WHAT THIS TASK INVOLVES: Find the line containing "use chrono::Utc;" in the records below. Copy exactly that line and each one after it, ending at the line containing "analogue of Python's", and nothing more.

Saved entries:
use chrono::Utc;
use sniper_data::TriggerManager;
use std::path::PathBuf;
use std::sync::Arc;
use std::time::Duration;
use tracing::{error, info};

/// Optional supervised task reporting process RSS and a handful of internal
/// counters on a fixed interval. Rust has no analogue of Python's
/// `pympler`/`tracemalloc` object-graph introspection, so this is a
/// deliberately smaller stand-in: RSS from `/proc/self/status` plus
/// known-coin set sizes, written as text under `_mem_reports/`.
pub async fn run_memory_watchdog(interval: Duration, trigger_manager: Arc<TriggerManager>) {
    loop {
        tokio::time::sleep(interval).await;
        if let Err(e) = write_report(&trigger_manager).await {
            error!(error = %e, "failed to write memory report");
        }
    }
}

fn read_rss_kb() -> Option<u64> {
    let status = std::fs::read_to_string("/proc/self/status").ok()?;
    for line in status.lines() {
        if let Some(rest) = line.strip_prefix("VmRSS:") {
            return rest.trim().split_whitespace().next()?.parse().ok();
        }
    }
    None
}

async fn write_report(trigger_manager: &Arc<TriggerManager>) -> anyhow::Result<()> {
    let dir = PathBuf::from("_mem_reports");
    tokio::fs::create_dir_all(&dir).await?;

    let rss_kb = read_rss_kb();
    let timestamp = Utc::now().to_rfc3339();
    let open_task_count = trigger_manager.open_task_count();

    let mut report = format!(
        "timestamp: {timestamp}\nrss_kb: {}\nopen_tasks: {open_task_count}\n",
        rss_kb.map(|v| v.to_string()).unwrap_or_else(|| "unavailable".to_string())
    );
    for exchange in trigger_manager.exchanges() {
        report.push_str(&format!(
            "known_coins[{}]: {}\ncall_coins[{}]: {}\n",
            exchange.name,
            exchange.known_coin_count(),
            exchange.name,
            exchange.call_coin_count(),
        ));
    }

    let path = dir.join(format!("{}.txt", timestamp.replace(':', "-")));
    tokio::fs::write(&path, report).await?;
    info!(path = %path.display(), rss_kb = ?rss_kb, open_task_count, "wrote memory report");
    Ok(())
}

--

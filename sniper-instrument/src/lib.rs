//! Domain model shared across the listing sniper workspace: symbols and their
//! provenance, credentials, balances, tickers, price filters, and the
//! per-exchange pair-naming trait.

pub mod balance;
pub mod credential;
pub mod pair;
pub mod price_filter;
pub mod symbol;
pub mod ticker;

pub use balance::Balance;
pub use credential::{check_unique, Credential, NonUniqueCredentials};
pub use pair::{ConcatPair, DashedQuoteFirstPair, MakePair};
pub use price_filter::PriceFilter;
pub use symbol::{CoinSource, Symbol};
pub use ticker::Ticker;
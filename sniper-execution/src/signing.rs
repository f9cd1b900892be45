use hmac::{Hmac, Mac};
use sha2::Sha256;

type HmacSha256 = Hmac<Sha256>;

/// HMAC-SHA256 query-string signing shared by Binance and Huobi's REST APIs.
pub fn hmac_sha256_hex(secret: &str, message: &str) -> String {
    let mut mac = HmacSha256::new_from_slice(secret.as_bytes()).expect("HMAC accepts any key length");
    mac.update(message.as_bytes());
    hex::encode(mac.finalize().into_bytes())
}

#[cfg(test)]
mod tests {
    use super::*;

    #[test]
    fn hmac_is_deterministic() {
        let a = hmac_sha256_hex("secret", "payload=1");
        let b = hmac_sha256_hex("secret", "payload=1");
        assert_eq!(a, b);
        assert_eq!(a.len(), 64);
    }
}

ANSWER TO THIS PROBLEM:
use chrono::Utc;
use sniper_data::TriggerManager;
use std::path::PathBuf;
use std::sync::Arc;
use std::time::Duration;
use tracing::{error, info};

/// Optional supervised task reporting process RSS and a handful of internal
/// counters on a fixed interval. Rust has no analogue of Python's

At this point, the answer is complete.